Items from a data source:
[Start of section]

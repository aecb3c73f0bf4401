//! Typing indicator state.

use chrono::{DateTime, Utc};

use crate::domain::entities::UserId;

/// One user currently typing.
#[derive(Debug, Clone, PartialEq, Eq)]
pub struct TypingEntry {
    /// The typing user.
    pub user_id: UserId,
    /// Name rendered in the indicator.
    pub name: String,
    /// Last TypingStart for this user.
    pub started_at: DateTime<Utc>,
}

/// Tracks who is typing in a channel.
///
/// Entries expire after the configured timeout without a refresh, or
/// immediately when the user's message arrives.
#[derive(Debug)]
pub struct TypingTracker {
    entries: Vec<TypingEntry>,
    timeout: chrono::Duration,
}

impl TypingTracker {
    /// Creates a tracker with the given expiry.
    #[must_use]
    pub fn new(timeout: std::time::Duration) -> Self {
        Self {
            entries: Vec::new(),
            timeout: chrono::Duration::from_std(timeout)
                .unwrap_or_else(|_| chrono::Duration::seconds(10)),
        }
    }

    /// Inserts or refreshes a typing entry, keeping start order.
    pub fn upsert(&mut self, user_id: UserId, name: String, at: DateTime<Utc>) {
        if let Some(entry) = self.entries.iter_mut().find(|e| e.user_id == user_id) {
            entry.started_at = at;
            entry.name = name;
        } else {
            self.entries.push(TypingEntry {
                user_id,
                name,
                started_at: at,
            });
        }
    }

    /// Removes a user's entry, used when their message arrives.
    pub fn remove(&mut self, user_id: UserId) -> bool {
        let before = self.entries.len();
        self.entries.retain(|e| e.user_id != user_id);
        self.entries.len() != before
    }

    /// Drops expired entries. Returns whether anything changed.
    pub fn sweep(&mut self, now: DateTime<Utc>) -> bool {
        let timeout = self.timeout;
        let before = self.entries.len();
        self.entries.retain(|e| now - e.started_at <= timeout);
        self.entries.len() != before
    }

    /// Returns whether nobody is typing.
    #[must_use]
    pub fn is_empty(&self) -> bool {
        self.entries.is_empty()
    }

    /// Returns the current entries in start order.
    #[must_use]
    pub fn entries(&self) -> &[TypingEntry] {
        &self.entries
    }

    /// Renders the indicator from the first three entries.
    #[must_use]
    pub fn indicator_text(&self) -> Option<String> {
        let names: Vec<&str> = self.entries.iter().map(|e| e.name.as_str()).collect();
        match names.as_slice() {
            [] => None,
            [a] => Some(format!("{a} is typing\u{2026}")),
            [a, b] => Some(format!("{a} and {b} are typing\u{2026}")),
            [a, b, c] => Some(format!("{a}, {b} and {c} are typing\u{2026}")),
            _ => Some("Several people are typing\u{2026}".to_string()),
        }
    }
}
//! `@`-triggered member mention completion.

use std::num::NonZeroUsize;
use std::time::{Duration, Instant};

use fuzzy_matcher::FuzzyMatcher;
use fuzzy_matcher::skim::SkimMatcherV2;
use lru::LruCache;
use tracing::debug;

use super::source::{Completion, SearchContext, Source};
use crate::domain::entities::GuildId;

#[derive(Clone)]
struct Candidate {
    haystack: String,
    display: String,
    mention: String,
}

/// Member completion source over the cabinet's member cache. Committing a
/// candidate inserts a `<@id>` mention.
pub struct MemberSource {
    matcher: SkimMatcherV2,
    ttl: Duration,
    max_results: usize,
    cache: LruCache<GuildId, (Instant, Vec<Candidate>)>,
}

impl MemberSource {
    /// Creates a member source with the given cache TTL and result cap.
    #[must_use]
    pub fn new(ttl: Duration, max_results: usize) -> Self {
        Self {
            matcher: SkimMatcherV2::default(),
            ttl,
            max_results,
            cache: LruCache::new(NonZeroUsize::new(8).unwrap_or(NonZeroUsize::MIN)),
        }
    }

    fn candidates(&mut self, ctx: &SearchContext, guild_id: GuildId) -> Vec<Candidate> {
        let fresh = self
            .cache
            .get(&guild_id)
            .is_some_and(|(built, _)| ctx.now.duration_since(*built) < self.ttl);
        if !fresh {
            debug!(guild = %guild_id, "rebuilding member candidates");
            let built: Vec<Candidate> = ctx
                .cabinet
                .members(guild_id)
                .into_iter()
                .map(|member| {
                    // Matched against nick and username together so either
                    // spelling finds the member.
                    let haystack = match member.nick() {
                        Some(nick) => format!("{} {}", nick, member.user().username()),
                        None => member.user().username().to_string(),
                    };
                    Candidate {
                        haystack,
                        display: member.display_name(),
                        mention: member.user().mention(),
                    }
                })
                .collect();
            self.cache.put(guild_id, (ctx.now, built));
        }
        self.cache
            .get(&guild_id)
            .map(|(_, c)| c.clone())
            .unwrap_or_default()
    }
}

impl Source for MemberSource {
    fn trigger(&self) -> char {
        '@'
    }

    fn search(&mut self, ctx: &SearchContext, query: &str) -> Vec<Completion> {
        let Some(guild_id) = ctx.guild_id else {
            // DMs have no member cache; recipients come from the channel.
            let Some(channel) = ctx.cabinet.channel(ctx.channel_id) else {
                return Vec::new();
            };
            let mut results: Vec<Completion> = channel
                .recipients()
                .iter()
                .filter_map(|user| {
                    let score = self.matcher.fuzzy_match(user.username(), query)?;
                    Some(Completion {
                        display: user.tag(),
                        detail: None,
                        insert: user.mention(),
                        score,
                    })
                })
                .collect();
            results.sort_by(|a, b| b.score.cmp(&a.score));
            results.truncate(self.max_results);
            return results;
        };

        let max_results = self.max_results;
        let candidates = self.candidates(ctx, guild_id);
        let mut results: Vec<Completion> = candidates
            .iter()
            .filter_map(|candidate| {
                let score = self.matcher.fuzzy_match(&candidate.haystack, query)?;
                Some(Completion {
                    display: candidate.display.clone(),
                    detail: None,
                    insert: candidate.mention.clone(),
                    score,
                })
            })
            .collect();
        results.sort_by(|a, b| b.score.cmp(&a.score));
        results.truncate(max_results);
        results
    }
}

#[cfg(test)]
mod tests {
    use super::*;
    use std::sync::Arc;

    use crate::application::services::testing::FakeCabinet;
    use crate::domain::entities::{ChannelId, Member, PremiumTier, User};
    use crate::runtime::CancelToken;

    fn ctx(cabinet: Arc<FakeCabinet>, now: Instant) -> SearchContext {
        SearchContext {
            cabinet,
            guild_id: Some(GuildId(1)),
            channel_id: ChannelId(10),
            premium: PremiumTier::None,
            now,
            deadline: now + Duration::from_secs(1),
            cancel: CancelToken::new(),
        }
    }

    #[test]
    fn test_matches_nick_and_username() {
        let cabinet = Arc::new(FakeCabinet::new());
        cabinet.add_member(
            Member::new(1_u64, User::new(7_u64, "longname", "0")).with_nick("shorty"),
        );
        let mut source = MemberSource::new(Duration::from_secs(15), 15);

        let by_nick = source.search(&ctx(Arc::clone(&cabinet), Instant::now()), "shorty");
        assert_eq!(by_nick[0].insert, "<@7>");

        let by_name = source.search(&ctx(cabinet, Instant::now()), "longname");
        assert_eq!(by_name[0].insert, "<@7>");
    }

    #[test]
    fn test_cache_expires_after_ttl() {
        let cabinet = Arc::new(FakeCabinet::new());
        let mut source = MemberSource::new(Duration::from_secs(15), 15);
        let t0 = Instant::now();

        assert!(source.search(&ctx(Arc::clone(&cabinet), t0), "late").is_empty());
        cabinet.add_member(Member::new(1_u64, User::new(8_u64, "latecomer", "0")));

        let cached = source.search(&ctx(Arc::clone(&cabinet), t0 + Duration::from_secs(10)), "late");
        assert!(cached.is_empty());

        let refreshed = source.search(&ctx(cabinet, t0 + Duration::from_secs(16)), "late");
        assert_eq!(refreshed.len(), 1);
    }
}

[End of section]

Problem to work on: If a line above holds the word "display", copy it.

Worked solution:
    display: String,
                        display: member.display_name(),
                        display: user.tag(),
                    display: candidate.display.clone(),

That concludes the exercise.